■ Items from a data source ■

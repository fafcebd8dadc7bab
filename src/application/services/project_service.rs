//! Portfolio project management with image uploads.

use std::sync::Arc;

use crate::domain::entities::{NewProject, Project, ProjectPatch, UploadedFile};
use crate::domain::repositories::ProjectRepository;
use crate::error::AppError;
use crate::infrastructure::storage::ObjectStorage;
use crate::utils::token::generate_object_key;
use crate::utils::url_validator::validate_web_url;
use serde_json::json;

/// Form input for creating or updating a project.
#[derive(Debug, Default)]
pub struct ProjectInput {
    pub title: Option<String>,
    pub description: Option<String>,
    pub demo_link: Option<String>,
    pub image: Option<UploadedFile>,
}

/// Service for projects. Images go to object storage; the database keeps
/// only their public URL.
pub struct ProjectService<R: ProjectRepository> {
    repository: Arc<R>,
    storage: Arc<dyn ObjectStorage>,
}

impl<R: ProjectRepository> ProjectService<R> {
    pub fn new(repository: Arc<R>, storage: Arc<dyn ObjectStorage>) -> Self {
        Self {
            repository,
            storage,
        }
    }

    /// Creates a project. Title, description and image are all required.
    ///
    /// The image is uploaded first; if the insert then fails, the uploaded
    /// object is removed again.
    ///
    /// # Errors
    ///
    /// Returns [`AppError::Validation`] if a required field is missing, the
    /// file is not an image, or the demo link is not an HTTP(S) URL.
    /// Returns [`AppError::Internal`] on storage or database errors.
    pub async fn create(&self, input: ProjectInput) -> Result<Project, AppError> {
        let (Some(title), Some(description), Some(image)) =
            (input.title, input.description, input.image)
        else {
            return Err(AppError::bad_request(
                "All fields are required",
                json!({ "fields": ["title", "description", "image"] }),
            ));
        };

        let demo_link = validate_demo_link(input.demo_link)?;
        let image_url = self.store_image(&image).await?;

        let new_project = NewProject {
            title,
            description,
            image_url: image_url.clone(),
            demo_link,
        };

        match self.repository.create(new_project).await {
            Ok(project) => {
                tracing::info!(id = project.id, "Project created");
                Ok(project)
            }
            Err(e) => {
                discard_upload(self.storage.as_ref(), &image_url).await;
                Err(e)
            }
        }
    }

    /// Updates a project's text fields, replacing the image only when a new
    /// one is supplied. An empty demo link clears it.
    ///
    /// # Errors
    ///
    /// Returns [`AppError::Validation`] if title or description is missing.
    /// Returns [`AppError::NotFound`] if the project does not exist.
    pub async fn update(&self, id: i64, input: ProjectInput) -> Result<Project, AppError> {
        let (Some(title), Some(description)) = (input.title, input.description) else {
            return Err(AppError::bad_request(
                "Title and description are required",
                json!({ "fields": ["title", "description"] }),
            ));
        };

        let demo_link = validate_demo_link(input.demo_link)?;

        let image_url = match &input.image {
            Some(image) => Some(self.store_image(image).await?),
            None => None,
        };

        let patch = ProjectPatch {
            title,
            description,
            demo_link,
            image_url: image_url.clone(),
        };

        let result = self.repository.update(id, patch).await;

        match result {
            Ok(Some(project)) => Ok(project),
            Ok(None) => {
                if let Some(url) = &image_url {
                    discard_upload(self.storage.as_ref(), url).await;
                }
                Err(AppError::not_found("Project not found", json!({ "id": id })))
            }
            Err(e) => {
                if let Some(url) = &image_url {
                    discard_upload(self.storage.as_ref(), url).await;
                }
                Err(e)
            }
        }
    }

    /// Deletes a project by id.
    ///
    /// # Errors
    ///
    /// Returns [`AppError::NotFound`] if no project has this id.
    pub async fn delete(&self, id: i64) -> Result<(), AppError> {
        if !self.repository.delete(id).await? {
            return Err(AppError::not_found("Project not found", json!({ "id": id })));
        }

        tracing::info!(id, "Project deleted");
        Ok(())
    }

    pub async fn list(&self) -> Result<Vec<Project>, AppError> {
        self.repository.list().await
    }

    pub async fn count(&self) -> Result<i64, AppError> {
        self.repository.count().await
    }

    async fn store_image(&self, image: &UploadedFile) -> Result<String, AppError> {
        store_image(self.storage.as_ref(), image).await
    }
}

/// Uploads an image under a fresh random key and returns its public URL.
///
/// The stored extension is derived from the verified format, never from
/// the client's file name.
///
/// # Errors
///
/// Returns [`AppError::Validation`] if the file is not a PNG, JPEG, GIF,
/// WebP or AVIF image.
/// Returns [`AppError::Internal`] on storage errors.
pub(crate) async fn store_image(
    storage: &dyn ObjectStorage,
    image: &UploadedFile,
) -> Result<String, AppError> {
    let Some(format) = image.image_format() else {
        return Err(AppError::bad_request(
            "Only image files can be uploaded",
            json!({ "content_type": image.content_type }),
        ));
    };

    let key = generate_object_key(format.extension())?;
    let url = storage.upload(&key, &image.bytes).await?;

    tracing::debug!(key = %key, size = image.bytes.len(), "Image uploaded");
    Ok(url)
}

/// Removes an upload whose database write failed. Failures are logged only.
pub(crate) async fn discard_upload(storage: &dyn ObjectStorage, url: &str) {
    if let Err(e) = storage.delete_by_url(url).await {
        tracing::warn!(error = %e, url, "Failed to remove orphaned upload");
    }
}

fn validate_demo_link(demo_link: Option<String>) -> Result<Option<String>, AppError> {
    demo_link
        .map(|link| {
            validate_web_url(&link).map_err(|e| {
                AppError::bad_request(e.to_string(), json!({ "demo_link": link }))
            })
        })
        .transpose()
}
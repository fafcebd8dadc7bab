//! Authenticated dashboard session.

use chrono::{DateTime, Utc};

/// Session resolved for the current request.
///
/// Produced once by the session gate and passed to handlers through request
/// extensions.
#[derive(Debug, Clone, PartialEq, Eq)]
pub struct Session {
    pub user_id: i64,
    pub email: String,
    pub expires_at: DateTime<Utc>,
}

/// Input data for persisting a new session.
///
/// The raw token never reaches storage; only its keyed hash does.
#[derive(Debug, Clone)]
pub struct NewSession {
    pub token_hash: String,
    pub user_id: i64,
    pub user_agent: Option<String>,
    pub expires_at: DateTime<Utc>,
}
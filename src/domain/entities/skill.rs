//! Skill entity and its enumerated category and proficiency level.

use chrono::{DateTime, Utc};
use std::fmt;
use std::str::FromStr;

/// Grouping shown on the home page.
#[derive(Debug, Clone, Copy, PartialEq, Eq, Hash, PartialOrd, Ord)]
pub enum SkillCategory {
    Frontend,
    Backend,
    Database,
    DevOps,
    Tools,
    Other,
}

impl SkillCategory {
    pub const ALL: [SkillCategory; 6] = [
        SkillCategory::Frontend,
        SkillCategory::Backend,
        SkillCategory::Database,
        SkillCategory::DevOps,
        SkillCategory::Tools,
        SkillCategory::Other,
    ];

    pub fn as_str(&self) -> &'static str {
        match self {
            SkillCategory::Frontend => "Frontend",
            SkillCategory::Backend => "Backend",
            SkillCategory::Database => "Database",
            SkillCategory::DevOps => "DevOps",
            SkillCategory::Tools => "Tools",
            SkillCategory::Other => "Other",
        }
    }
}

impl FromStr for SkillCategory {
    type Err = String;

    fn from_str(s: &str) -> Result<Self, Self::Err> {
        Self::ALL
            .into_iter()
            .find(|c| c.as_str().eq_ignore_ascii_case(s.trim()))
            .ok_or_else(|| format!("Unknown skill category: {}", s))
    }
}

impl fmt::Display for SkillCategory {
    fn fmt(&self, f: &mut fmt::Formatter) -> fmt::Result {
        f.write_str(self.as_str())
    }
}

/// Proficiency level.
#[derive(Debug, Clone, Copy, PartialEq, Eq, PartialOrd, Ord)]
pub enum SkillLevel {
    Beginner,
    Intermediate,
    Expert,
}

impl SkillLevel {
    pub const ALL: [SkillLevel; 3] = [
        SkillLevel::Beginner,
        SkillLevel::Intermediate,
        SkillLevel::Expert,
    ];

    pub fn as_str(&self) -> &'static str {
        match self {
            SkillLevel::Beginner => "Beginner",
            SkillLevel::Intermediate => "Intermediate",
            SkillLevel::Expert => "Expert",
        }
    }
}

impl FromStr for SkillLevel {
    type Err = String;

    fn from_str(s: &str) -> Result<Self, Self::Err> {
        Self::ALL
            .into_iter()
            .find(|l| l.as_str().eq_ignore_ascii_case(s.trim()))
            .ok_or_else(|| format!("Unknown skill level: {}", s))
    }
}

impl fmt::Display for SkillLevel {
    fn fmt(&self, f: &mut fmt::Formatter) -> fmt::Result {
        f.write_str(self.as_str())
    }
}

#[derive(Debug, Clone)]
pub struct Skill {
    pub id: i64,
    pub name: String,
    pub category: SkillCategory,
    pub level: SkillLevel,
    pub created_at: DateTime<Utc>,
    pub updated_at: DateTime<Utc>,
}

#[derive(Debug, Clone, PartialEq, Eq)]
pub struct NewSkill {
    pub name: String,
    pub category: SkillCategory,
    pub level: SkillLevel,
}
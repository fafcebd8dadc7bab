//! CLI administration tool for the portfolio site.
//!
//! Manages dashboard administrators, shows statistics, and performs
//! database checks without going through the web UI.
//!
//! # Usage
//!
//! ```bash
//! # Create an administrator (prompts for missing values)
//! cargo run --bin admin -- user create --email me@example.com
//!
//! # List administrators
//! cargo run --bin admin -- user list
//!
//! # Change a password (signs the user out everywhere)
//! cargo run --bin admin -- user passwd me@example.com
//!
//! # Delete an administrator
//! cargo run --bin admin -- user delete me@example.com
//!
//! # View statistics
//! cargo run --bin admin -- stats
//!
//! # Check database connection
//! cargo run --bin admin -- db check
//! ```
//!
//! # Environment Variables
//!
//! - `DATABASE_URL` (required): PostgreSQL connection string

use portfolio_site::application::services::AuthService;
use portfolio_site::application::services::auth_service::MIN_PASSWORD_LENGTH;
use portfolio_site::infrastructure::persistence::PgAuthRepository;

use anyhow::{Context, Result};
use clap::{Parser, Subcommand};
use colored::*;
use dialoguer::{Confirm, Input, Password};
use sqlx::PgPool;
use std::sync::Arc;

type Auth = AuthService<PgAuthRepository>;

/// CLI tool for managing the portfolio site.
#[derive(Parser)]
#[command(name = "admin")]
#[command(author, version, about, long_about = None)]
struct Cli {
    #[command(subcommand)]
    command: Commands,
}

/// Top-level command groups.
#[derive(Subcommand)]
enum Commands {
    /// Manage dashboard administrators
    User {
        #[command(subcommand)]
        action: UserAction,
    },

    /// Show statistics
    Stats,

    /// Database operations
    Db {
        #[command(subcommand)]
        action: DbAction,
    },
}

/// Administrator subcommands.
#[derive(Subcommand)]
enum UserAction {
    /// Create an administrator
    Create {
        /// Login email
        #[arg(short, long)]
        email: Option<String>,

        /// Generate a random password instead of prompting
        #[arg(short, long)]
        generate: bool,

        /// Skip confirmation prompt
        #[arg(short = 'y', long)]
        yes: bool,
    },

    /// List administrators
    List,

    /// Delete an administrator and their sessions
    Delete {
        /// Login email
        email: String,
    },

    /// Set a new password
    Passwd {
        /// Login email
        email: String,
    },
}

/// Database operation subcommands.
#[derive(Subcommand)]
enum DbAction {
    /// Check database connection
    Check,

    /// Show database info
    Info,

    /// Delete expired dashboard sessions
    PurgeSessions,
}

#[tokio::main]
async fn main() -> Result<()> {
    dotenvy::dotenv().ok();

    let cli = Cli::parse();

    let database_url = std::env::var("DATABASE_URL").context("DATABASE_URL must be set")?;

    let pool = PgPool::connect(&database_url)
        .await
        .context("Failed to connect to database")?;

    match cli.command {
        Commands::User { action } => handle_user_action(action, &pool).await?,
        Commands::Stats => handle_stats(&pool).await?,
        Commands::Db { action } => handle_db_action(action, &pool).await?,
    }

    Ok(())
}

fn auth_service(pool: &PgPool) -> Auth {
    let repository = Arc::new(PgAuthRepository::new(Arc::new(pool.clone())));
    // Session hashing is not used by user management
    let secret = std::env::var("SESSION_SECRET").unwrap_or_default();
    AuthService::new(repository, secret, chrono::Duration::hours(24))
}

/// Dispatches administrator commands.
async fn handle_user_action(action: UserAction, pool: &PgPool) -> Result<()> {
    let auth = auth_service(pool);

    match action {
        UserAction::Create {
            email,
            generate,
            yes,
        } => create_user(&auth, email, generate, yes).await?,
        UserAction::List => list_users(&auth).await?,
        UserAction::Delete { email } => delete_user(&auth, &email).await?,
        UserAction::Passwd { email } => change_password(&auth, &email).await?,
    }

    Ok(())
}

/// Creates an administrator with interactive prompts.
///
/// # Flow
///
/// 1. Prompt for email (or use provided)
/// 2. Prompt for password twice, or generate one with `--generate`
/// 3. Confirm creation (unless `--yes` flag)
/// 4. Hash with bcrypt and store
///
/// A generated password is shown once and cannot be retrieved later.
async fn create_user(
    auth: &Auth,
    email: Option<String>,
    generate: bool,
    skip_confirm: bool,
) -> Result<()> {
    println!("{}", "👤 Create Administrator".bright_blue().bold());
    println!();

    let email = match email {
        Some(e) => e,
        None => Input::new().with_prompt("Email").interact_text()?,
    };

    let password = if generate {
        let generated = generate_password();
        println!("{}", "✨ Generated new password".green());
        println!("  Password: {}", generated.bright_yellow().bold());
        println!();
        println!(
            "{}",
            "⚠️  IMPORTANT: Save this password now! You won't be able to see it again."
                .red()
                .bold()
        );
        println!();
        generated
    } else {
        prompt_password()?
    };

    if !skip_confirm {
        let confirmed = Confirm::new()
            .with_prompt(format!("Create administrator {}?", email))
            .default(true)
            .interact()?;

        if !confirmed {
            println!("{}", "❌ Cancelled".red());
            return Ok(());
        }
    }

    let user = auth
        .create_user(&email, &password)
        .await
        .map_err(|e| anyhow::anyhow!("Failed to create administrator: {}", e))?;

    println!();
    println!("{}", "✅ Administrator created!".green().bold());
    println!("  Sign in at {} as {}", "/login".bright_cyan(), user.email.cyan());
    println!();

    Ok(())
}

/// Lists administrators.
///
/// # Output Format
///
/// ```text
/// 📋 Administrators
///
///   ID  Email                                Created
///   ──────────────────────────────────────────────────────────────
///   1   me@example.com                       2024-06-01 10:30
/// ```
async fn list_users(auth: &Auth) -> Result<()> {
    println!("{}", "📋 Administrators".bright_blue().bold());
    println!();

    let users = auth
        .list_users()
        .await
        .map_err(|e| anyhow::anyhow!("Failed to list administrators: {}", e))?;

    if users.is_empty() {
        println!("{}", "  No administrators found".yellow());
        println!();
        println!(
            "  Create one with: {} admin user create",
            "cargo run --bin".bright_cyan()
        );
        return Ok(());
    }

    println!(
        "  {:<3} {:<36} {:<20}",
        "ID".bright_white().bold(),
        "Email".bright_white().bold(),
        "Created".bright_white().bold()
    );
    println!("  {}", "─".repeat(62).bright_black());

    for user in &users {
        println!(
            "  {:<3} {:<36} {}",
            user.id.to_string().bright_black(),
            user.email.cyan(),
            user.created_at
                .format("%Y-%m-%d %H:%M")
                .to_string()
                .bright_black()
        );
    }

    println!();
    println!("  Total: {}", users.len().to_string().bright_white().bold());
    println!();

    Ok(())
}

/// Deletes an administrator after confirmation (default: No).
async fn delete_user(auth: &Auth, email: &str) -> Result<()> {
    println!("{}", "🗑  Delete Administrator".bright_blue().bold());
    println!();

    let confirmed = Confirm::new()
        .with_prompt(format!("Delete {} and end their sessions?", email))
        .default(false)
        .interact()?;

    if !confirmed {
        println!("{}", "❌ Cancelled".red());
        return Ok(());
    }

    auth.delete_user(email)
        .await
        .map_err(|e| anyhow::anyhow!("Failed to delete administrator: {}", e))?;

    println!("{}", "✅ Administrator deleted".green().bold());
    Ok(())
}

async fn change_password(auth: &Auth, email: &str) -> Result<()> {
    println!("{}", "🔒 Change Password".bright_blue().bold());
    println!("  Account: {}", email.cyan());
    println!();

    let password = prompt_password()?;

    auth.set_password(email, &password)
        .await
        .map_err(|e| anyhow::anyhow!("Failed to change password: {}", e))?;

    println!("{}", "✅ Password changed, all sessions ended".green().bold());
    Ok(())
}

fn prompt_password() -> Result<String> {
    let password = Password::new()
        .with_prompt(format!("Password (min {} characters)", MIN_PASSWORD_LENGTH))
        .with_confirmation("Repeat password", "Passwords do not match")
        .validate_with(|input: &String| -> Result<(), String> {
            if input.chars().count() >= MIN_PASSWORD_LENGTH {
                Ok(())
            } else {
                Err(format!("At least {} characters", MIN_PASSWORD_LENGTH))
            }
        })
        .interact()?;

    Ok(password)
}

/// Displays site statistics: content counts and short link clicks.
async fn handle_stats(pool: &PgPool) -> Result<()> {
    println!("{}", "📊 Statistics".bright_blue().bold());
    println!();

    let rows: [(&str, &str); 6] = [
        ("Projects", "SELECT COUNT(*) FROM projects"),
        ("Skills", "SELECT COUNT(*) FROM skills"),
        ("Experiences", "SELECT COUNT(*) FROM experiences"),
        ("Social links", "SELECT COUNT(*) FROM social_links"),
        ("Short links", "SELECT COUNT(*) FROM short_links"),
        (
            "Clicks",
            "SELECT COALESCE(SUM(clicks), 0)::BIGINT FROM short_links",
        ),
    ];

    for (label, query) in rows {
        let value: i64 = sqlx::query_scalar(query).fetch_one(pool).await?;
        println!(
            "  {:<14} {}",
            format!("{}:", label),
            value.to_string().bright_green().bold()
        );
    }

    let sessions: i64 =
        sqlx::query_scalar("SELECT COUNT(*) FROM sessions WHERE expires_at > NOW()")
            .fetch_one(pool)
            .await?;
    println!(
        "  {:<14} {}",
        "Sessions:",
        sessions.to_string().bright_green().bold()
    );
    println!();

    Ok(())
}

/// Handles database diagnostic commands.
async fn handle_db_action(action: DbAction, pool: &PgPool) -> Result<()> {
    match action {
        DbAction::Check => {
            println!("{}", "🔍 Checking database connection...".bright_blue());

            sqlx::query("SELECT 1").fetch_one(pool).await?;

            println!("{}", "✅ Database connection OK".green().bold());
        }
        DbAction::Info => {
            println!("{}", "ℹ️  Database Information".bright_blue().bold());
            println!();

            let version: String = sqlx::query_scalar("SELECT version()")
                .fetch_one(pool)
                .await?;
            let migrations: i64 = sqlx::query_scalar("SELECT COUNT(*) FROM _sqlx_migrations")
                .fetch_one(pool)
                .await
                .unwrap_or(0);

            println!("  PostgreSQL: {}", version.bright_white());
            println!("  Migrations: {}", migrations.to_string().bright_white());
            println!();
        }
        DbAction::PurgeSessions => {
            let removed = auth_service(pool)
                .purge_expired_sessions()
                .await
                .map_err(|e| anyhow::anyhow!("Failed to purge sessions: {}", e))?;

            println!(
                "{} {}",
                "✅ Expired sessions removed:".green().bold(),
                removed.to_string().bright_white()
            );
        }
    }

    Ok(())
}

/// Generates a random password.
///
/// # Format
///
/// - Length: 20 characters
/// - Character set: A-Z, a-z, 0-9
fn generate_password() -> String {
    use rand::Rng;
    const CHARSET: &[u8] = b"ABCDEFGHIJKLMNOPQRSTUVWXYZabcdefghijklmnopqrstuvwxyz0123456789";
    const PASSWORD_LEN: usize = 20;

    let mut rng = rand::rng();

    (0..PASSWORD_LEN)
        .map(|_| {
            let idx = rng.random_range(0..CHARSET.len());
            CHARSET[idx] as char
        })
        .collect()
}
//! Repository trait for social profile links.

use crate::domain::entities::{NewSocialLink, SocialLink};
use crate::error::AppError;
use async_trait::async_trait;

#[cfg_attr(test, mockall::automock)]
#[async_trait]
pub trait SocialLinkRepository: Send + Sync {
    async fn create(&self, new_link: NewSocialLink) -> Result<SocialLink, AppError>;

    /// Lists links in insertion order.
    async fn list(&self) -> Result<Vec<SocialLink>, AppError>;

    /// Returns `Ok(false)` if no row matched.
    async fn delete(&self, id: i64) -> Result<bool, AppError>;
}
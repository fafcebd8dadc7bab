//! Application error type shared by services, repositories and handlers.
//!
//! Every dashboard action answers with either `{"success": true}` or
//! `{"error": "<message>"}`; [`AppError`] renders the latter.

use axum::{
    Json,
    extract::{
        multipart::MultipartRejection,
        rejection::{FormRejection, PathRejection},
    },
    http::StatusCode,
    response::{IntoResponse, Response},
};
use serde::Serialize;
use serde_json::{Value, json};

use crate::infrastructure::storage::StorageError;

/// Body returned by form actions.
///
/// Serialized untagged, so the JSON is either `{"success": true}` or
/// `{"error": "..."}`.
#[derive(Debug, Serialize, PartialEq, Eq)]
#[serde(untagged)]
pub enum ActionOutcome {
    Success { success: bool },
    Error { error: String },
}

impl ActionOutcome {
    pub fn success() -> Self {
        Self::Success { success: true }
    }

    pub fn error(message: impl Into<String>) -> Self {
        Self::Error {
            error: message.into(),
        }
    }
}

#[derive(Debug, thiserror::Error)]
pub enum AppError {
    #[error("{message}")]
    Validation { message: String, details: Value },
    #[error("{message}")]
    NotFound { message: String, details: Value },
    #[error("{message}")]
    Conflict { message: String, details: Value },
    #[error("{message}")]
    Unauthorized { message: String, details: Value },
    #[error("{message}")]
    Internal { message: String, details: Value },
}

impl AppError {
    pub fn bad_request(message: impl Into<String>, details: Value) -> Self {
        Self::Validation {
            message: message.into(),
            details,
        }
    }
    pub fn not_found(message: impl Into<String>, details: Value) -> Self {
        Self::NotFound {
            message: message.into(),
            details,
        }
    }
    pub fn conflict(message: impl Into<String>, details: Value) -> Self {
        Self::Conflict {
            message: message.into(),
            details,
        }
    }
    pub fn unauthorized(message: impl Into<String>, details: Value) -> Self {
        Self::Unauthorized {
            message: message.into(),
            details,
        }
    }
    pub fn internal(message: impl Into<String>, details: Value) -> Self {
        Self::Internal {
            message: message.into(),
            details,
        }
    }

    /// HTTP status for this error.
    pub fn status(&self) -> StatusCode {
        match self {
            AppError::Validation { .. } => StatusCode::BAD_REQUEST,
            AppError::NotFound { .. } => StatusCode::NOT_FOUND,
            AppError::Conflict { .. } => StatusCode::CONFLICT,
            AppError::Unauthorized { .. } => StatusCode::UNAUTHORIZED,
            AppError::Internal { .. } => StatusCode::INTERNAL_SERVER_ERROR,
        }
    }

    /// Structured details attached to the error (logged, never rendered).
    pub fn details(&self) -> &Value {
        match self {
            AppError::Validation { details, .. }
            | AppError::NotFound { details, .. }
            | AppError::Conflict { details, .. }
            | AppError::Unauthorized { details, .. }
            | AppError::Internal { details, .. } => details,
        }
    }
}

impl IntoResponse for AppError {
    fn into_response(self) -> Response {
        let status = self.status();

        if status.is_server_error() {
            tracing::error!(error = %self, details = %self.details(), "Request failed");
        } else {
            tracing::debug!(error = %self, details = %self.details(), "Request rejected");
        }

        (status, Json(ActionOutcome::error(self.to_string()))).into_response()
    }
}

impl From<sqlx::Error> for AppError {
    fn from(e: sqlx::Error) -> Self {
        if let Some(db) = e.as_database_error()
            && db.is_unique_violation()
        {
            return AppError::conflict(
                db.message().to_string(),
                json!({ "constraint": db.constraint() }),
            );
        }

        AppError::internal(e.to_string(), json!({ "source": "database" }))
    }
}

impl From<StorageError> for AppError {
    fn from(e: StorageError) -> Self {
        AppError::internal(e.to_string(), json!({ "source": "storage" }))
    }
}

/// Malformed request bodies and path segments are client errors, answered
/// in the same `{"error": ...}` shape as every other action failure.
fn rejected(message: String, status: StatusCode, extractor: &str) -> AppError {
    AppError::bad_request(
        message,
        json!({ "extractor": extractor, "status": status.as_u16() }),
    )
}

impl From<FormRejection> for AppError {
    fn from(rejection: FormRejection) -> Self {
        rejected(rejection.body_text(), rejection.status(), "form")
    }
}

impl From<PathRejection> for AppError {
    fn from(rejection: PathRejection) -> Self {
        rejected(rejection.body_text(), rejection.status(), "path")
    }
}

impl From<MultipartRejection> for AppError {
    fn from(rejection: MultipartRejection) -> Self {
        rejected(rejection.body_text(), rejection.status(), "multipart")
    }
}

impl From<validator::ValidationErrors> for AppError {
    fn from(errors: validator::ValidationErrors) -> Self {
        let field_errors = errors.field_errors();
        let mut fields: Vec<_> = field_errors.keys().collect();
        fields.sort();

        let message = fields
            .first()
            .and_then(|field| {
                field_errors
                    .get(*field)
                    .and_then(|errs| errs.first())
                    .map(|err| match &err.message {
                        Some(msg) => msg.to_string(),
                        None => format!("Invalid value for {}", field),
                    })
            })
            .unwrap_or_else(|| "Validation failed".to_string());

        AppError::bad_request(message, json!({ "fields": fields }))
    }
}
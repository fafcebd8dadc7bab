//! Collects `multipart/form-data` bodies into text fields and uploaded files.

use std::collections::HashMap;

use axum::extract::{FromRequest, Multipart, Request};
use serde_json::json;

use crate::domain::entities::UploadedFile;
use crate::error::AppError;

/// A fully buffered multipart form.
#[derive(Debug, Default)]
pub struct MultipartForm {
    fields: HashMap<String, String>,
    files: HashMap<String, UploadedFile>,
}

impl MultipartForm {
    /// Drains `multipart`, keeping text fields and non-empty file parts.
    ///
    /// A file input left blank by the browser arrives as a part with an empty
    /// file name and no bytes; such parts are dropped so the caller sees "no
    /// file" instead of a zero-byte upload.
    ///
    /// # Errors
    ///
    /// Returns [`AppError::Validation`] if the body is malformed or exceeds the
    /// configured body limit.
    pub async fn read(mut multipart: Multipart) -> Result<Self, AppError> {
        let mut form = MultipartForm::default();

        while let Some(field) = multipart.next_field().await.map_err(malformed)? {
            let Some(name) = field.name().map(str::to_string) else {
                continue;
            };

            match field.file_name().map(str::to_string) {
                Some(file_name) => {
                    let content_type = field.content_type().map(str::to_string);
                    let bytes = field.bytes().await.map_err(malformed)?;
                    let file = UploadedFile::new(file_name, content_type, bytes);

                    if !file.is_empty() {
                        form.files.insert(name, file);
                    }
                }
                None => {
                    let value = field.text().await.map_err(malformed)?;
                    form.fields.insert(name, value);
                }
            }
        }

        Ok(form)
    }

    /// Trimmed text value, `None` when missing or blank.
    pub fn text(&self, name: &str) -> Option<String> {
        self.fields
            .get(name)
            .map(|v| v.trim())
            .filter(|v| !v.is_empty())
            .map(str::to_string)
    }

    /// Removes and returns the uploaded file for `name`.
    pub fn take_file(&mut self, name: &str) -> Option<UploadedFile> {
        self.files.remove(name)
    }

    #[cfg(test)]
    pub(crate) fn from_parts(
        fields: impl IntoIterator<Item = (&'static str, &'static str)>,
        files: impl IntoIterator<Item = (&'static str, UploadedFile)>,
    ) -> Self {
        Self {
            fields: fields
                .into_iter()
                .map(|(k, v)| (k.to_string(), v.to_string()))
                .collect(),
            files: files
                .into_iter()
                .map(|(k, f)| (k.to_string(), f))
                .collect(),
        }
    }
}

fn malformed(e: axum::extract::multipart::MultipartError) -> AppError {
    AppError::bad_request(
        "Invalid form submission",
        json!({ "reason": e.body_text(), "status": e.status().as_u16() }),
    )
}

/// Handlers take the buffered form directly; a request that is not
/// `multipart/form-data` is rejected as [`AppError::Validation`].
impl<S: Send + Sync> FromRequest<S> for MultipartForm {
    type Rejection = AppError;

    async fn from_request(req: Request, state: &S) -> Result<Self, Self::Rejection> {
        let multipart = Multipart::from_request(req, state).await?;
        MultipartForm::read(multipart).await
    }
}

■ WHAT IS REQUIRED ■
Show each line in the entries that holds the string "anyhow".

■ OUTPUT OF THE TASK ■
use anyhow::{Context, Result};
        .map_err(|e| anyhow::anyhow!("Failed to create administrator: {}", e))?;
        .map_err(|e| anyhow::anyhow!("Failed to list administrators: {}", e))?;
        .map_err(|e| anyhow::anyhow!("Failed to delete administrator: {}", e))?;
        .map_err(|e| anyhow::anyhow!("Failed to change password: {}", e))?;
                .map_err(|e| anyhow::anyhow!("Failed to purge sessions: {}", e))?;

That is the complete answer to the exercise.